On 8 June 2018, China Banking and Insurance Regulatory Commission (CBIRC) published on its website the draft Decision of CBIRC on the Abolishment and Amendment of certain Regulations (Draft Decision) for public consultation. This represents a further step taken by the Chinese government to lift foreign shareholding restrictions in the financial services industry and to implement CBIRC’s financial reform roadmap as set out in the Measures on Facilitating the Further Opening-up of Banking and Insurance Sectors on 27 April 2018 (please refer to our previous briefing related thereto: http://www.nortonrosefulbright.com/knowledge/publications/167203/china-now-regulatory-reform-in-the-financial-services-industry). If the Draft Decision is officially promulgated as is, foreign investors may make investment in domestic banks and financial asset management companies without being subject to shareholding restrictions any more.

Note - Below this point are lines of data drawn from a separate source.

// Copyright (c) 2022-2023 The MobileCoin Foundation

/// Fixed-size array helpers (pending nightly array constructors)
pub(crate) mod arr {
    use crate::{check_len, ProtoError};

    pub fn enc<const N: usize>(d: &[u8; N], buff: &mut [u8]) -> Result<usize, ProtoError> {
        check_len(buff, N)?;

        buff[..N].copy_from_slice(&d[..]);

        Ok(N)
    }

    pub fn dec<const N: usize>(buff: &[u8]) -> Result<([u8; N], usize), ProtoError> {
        check_len(buff, N)?;

        let mut d = [0u8; N];
        d.copy_from_slice(&buff[..N]);

        Ok((d, N))
    }
}

/// Big-endian integer helpers
pub(crate) mod be {
    use byteorder::{BigEndian, ByteOrder};

    use crate::{check_len, ProtoError};

    pub fn enc_u16(v: u16, buff: &mut [u8]) -> Result<usize, ProtoError> {
        check_len(buff, 2)?;
        BigEndian::write_u16(buff, v);
        Ok(2)
    }

    pub fn enc_u32(v: u32, buff: &mut [u8]) -> Result<usize, ProtoError> {
        check_len(buff, 4)?;
        BigEndian::write_u32(buff, v);
        Ok(4)
    }

    pub fn dec_u16(buff: &[u8]) -> Result<(u16, usize), ProtoError> {
        check_len(buff, 2)?;
        Ok((BigEndian::read_u16(buff), 2))
    }

    pub fn dec_u32(buff: &[u8]) -> Result<(u32, usize), ProtoError> {
        check_len(buff, 4)?;
        Ok((BigEndian::read_u32(buff), 4))
    }
}
// Copyright (c) 2022-2023 The MobileCoin Foundation

//! Retry and resynchronisation policy for device requests

use std::{future::Future, time::Duration};

use log::{debug, warn};

use keylink_proto::{RequestType, ResponseCode};

use crate::{DeviceHandle, Error, Transport};

/// Bounded retry policy for device requests
#[derive(Clone, PartialEq, Debug)]
pub struct RetryPolicy {
    /// Additional attempts permitted after the first
    pub retries: usize,
    /// Delay before retrying a busy device
    pub backoff: Duration,
    /// Refresh active wallets on [ResponseCode::WrongWallet]
    pub refresh_wallets: bool,
}

impl Default for RetryPolicy {
    fn default() -> Self {
        Self {
            retries: 3,
            backoff: Duration::from_millis(500),
            refresh_wallets: true,
        }
    }
}

/// Recovery action required prior to retrying a failed request
#[derive(Copy, Clone, PartialEq, Debug)]
enum Recovery {
    Backoff,
    RefreshWallets,
    Reconnect,
}

impl RetryPolicy {
    /// Policy performing no retries
    pub fn none() -> Self {
        Self {
            retries: 0,
            ..Default::default()
        }
    }

    /// Select the recovery action for an error, `None` if the error must be propagated
    fn recovery(&self, e: &Error) -> Option<Recovery> {
        match e {
            Error::Device(c) if c.is_user_terminal() => None,
            Error::Device(ResponseCode::DeviceBusy | ResponseCode::GceTimeout) => {
                Some(Recovery::Backoff)
            }
            Error::Device(ResponseCode::WrongWallet) if self.refresh_wallets => {
                Some(Recovery::RefreshWallets)
            }
            Error::Device(ResponseCode::InvalidEphemId) | Error::Resync { .. } => {
                Some(Recovery::Reconnect)
            }
            _ => None,
        }
    }
}

impl<T: Transport> DeviceHandle<T> {
    /// Execute `op` against this handle, recovering from transient device
    /// errors per the provided [RetryPolicy].
    ///
    /// `op` is invoked at most `policy.retries + 1` times.
    pub async fn retry<R, F, Fut>(&self, policy: &RetryPolicy, op: F) -> Result<R, Error>
    where
        F: Fn(Self) -> Fut,
        Fut: Future<Output = Result<R, Error>>,
    {
        let mut attempt = 0;

        loop {
            let e = match op(self.clone()).await {
                Ok(r) => return Ok(r),
                Err(e) => e,
            };

            let recovery = match policy.recovery(&e) {
                Some(r) if attempt < policy.retries => r,
                _ => return Err(e),
            };

            attempt += 1;

            warn!(
                "Request failed: {} (attempt {}/{}, recovery: {:?})",
                e,
                attempt,
                policy.retries + 1,
                recovery
            );

            match recovery {
                Recovery::Backoff => tokio::time::sleep(policy.backoff).await,
                Recovery::RefreshWallets => {
                    let w = self.fetch_active_wallets().await?;
                    debug!("Refreshed active wallets: {:?}", w.active());
                }
                Recovery::Reconnect => {
                    let device_id = self.device_id().await.ok_or(Error::MustReconnect)?;
                    self.connect(&device_id).await?;
                }
            }
        }
    }

    /// Issue an encrypted request using the configured [RetryPolicy]
    pub async fn encrypted_request_retry(
        &self,
        op: RequestType,
        data: &[u8],
    ) -> Result<Vec<u8>, Error> {
        let policy = self.config().retry_policy();

        self.retry(&policy, |h| async move { h.encrypted_request(op, data).await })
            .await
    }
}
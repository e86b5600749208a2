// Copyright (c) 2022-2023 The MobileCoin Foundation

use std::net::SocketAddr;

use clap::Parser;
use log::{debug, info, LevelFilter};

use keylink_sim::*;

/// KeyLink device simulator
///
/// Serves simulated KeyLink devices over the HTTP relay protocol,
/// for use with `keylink` clients and integration tests.
#[derive(Clone, Debug, PartialEq, Parser)]
pub struct Args {
    /// Listen address
    #[clap(long, env, default_value = "127.0.0.1:3000")]
    listen: SocketAddr,

    /// Devices to create at startup
    #[clap(long = "device")]
    devices: Vec<String>,

    #[clap(flatten)]
    sim_opts: Options,

    /// Log level
    #[clap(long, default_value = "debug")]
    log_level: LevelFilter,
}

#[tokio::main]
async fn main() -> anyhow::Result<()> {
    // Parse command line arguments
    let args = Args::parse();

    // Setup logging
    let mut c = simplelog::ConfigBuilder::new();
    c.add_filter_ignore_str("hyper");

    let _ = simplelog::SimpleLogger::init(args.log_level, c.build());

    info!(
        "Launching simulator (firmware: {:?}, unknown devices: {})",
        args.sim_opts.fw_version, args.sim_opts.unknown
    );

    let s = Simulator::new(args.sim_opts.clone());
    for d in &args.devices {
        s.add_device(d);
    }

    let (_addr, h) = s.bind(args.listen).await?;

    // Await server exit or exit signal
    tokio::select!(
        _ = h => {
            debug!("Complete!");
        }
        // Exit on ctrl + c
        _ = tokio::signal::ctrl_c() => {
            debug!("Exit!");
        },
    );

    Ok(())
}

Under the Draft Decision, the following regulations issued by China Banking Regulatory Commission (the predecessor of CBIRC regulating China’s banking sector) are to be abolished or amended:

Name of the Regulations ConcernedEffective DateChanges Proposed
1 Measures on Equity Investment into Domestic Financial Institutions by Offshore Financial Institutions (in Chinese: 境外金融机构投资入股中资金融机构管理办法) 31 December 2003 Abolished in its entirety including provisions imposing restrictions on foreign shareholding in Chinese-funded financial institutions (in Articles 8 and 9 thereof).
2 Implementation Measures for the Administrative Licensing Matters concerning Chinese-funded Commercial Banks (in Chinese:中国银监会中资商业银行行政许可事项实施办法) (Article 11) Most recent amendments effective from 5 July 2017 Those provisions setting out that the shareholding in a single Chinese-funded commercial bank, or a rural financial institution or a financial asset management company by a single foreign financial institution (and its affiliates) shall not exceed 20% and that the aggregate amount of such shareholding held by two or more foreign financial institutions (and their affiliates) shall not exceed 25%, are to be abolished.
Implementation Measures for the Administrative Licensing Matters concerning Small and Medium-sized Rural Financial Institutions (in Chinese:中国银监会农村中小金融机构行政许可事项实施办法) (Article 16) Most recent amendments effective from 5 June 2015
Implementation Measures for the Administrative Licensing Matters concerning Non-banking Financial Institutions (in Chinese: 中国银监会非银行金融机构行政许可事项实施办法) (Article 117) Most recent amendments effective from 5 June 2015

The Draft Decision also clarifies that based on the principle of national treatment, foreign investment into Chinese-funded commercial banks or small and medium-sized rural financial institutions will not change the classification of the target commercial banks/or rural financial institutions, which shall continue to be governed by the regulations applicable to them prior to the foreign investment. According to CBIRC, this is intended to provide foreign investors with a desirable policy predictability when making investment into China’s financial services sector, to create a unified, fair and transparent ruling system for both foreign and Chinese investors and to retain the sustainability and consistency of China’s financial regulatory regime.

Notwithstanding the liberalisation of shareholding restrictions as mentioned above, the Draft Decision makes it clear that when making investment into China’s financial institutions, foreign investors shall not only satisfy the requirements of financial prudent management (which are more related to the substantial requirements on qualification and suitability of foreign investors) but also comply with China’s basic laws and regulations governing foreign investment in general. China has been in the process of establishing and reforming its basic legal system applicable to foreign investment, a big achievement of which includes the introduction and implementation of the competition law regime. The national security review regime is still in its infancy - noting in particular that the current rules on national security review expressly provide that the national security review regime of foreign investment in financial institutions shall be subject to separate laws and regulations which have yet to be promulgated. In addition, it is worthwhile watching where the draft Foreign Investment Law will land eventually.